А между тем, так говорили девочки в Бориной университетской группе. Будущие учителя и завучи. Половина из них явилась на факультет романо-германской филологии Южносибирского государственного университета из города Топки, а вторая – из пгт Березовский. И Боря, центровой южносибирский мальчик с прекрасным общегражданским московским выговором, будущий аспирант академического института, страдал, как тракторист с законченною восьмилеткой среди необразованных доярок.
– Она обратно меня не послушалася...
Но ужас был в том, что после всего лишь полугодового пребывания под сенью косноязычных и курносых пенатов западносибирской неизменности Боря и сам теперь если не говорил, то в виду и неуклюжести, и безобразности своих усилий, именно это как раз и делал. Обратно пробовал остаться, зацепиться в г. Москва или Московской области. И от того, что ничего не получалось, не выходило, тоска Бориса только усиливалася да разливалася. Хотелось плакать.
Совсем не так все было в середине мая. Когда Борис смеялся, напевал, мурлыкал и даже поцеловал мамашу в щеку, когда пылающая жаром успеха Дина Яковлевна торжественным шепотом объявила, что Афанасий Петрович Загребин дает ему трехмесячную стажировку. Отпускает в город Миляжково Московской области. Без оплаты командировочных расходов, но с сохранением содержания младшего научного сотрудника на весь период стажировки.
Как не хотел Борис по возвращении домой, в Южносибирск, идти на службу в мамашин всеми немочами, изнеможением и полной неспособностью на что-нибудь так и дышавший уже одним своим названием ВостНИИМОГР! Как неизбежному противился, но где бы он был теперь, погнавшись за синицей двухсот пятидесяти рублей в отделе экспортной техники объединения Южносибирскуголь? Все там же, в родном городе, на берегах широкой и полноводной реки Томи, а не сугубо картографической артерии, безводной, мнимой, несуществующей, но правильно к сетке меридианов привязанной реки Миляжки. Никто бы так просто не отпустил Бориса Катца с переднего двухсотпятидесятирублевого края битвы за освоение фондов развития и плана внедрения передовой техники зарубежных производителей туда, в мир иллюзии, мечты, надежды, на зов научного руководителя. А тут своя рука хозяйка. Неделя всего лишь томительного ожидания, и вести с дачи. Есть согласие.
Боря ликовал. Лев Нахамович Вайс, казалось, тоже.

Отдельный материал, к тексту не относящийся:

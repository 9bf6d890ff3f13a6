//! Link reference definitions: `[label]: destination "optional title"`.
//!
//! Only the single-line form is recognized. Definitions produce no tokens; they are stored in
//! [`Env::references`](crate::markdown::env::Env) for the inline link parser.

use crate::markdown::block::BlockState;
use crate::markdown::common::{normalize_reference, unescape_all};
use crate::markdown::env::LinkReference;

pub fn reference(
    state: &mut BlockState<'_>,
    start_line: usize,
    _end_line: usize,
    silent: bool,
) -> bool {
    if state.s_count[start_line] >= state.blk_indent + 4 {
        return false;
    }

    let Some((label, href, title)) = parse_definition(state.line_text(start_line)) else {
        return false;
    };

    if silent {
        return true;
    }

    let key = normalize_reference(&label);
    if !state.env.define_reference(key, LinkReference { href, title }) {
        tracing::debug!(label = %label, "ignoring redefined link reference");
    }
    state.line = start_line + 1;
    true
}

fn parse_definition(line: &str) -> Option<(String, String, Option<String>)> {
    let rest = line.strip_prefix('[')?;

    let mut label_end = None;
    let mut chars = rest.char_indices();
    while let Some((i, ch)) = chars.next() {
        match ch {
            '[' => return None,
            ']' => {
                label_end = Some(i);
                break;
            }
            '\\' => {
                chars.next();
            }
            _ => {}
        }
    }
    let label_end = label_end?;
    let label = &rest[..label_end];
    if label.trim().is_empty() {
        return None;
    }

    let rest = rest[label_end + 1..].strip_prefix(':')?.trim_start();
    let (href, rest) = parse_destination(rest)?;
    let rest = rest.trim_start();

    let title = if rest.is_empty() {
        None
    } else {
        let (title, rest) = parse_title(rest)?;
        if !rest.trim().is_empty() {
            return None;
        }
        Some(unescape_all(title))
    };

    Some((label.to_string(), unescape_all(href), title))
}

fn parse_destination(text: &str) -> Option<(&str, &str)> {
    if let Some(inner) = text.strip_prefix('<') {
        let end = inner.find(['>', '<'])?;
        if inner.as_bytes()[end] != b'>' {
            return None;
        }
        return Some((&inner[..end], &inner[end + 1..]));
    }

    let end = text.find(char::is_whitespace).unwrap_or(text.len());
    if end == 0 {
        return None;
    }
    Some((&text[..end], &text[end..]))
}

/// Split off a `"title"`, `'title'` or `(title)` prefix.
pub(crate) fn parse_title(text: &str) -> Option<(&str, &str)> {
    let mut chars = text.char_indices();
    let (_, open) = chars.next()?;
    let close = match open {
        '"' => '"',
        '\'' => '\'',
        '(' => ')',
        _ => return None,
    };

    while let Some((i, ch)) = chars.next() {
        if ch == '\\' {
            chars.next();
        } else if ch == close {
            return Some((&text[1..i], &text[i + 1..]));
        }
    }
    None
}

– Ну жду, жду. Очень хорошо.
И это было самым изумительным. Непостижимым. Расстались всего лишь полгода тому назад, можно сказать не прощаясь, без чайных церемоний, как принято у носителей Бориного основного языка, английского, адью, и вдруг в вечерний час, как ветер, обрывающий провода и лозунги между майскими праздниками, собачьей мордой ткнувшийся в кухонную фрамугу и сбросивший на пол растение в горшке, звонок домой.
– Борис Аркадьевич? А это Лев Нахамович. Как поживаете? Что-то никаких от вас известий. Надеюсь, на работе ставить крест не собираетесь? Бросать на полдороге...
Да, Боря намекал, прощаясь, мямлил, де, есть возможность, в принципе, вернуться, если, кончено, если, допустим... Повторял слова, брошенные А. П. Загребиным в приступе подлинного и всеобъемлющего добродушия, столь свойственного директору ВостНИИМОГР на переправе от двухсот к тремстам под черные груздочки на веранде. Но так никак на это прореагировал свинцовый Вайс, один холеным ноготком другой идеально полукруглый полируя, что Боря чуть не лишился самой возможности, шанса, уже дома, в отчаянии и безнадежности, едва не уломав семью, законную и не вполне, устроить его на стороне. У чужих денежных людей с туманной перспективой командировок в Польскую Народную Республику. Но, слава богу, суров и несгибаем был Афанасий Петрович в служебные нарзанные часы, между первой бутылкой с законсервированным в ней рыбьим дыханьем и второй. Не захотел звонить и унижаться перед бывшим замом. Не уступил. Руки ему за это целовать и ноги мыть самыми дорогими аптечными «Ессентуками» номер семнадцать.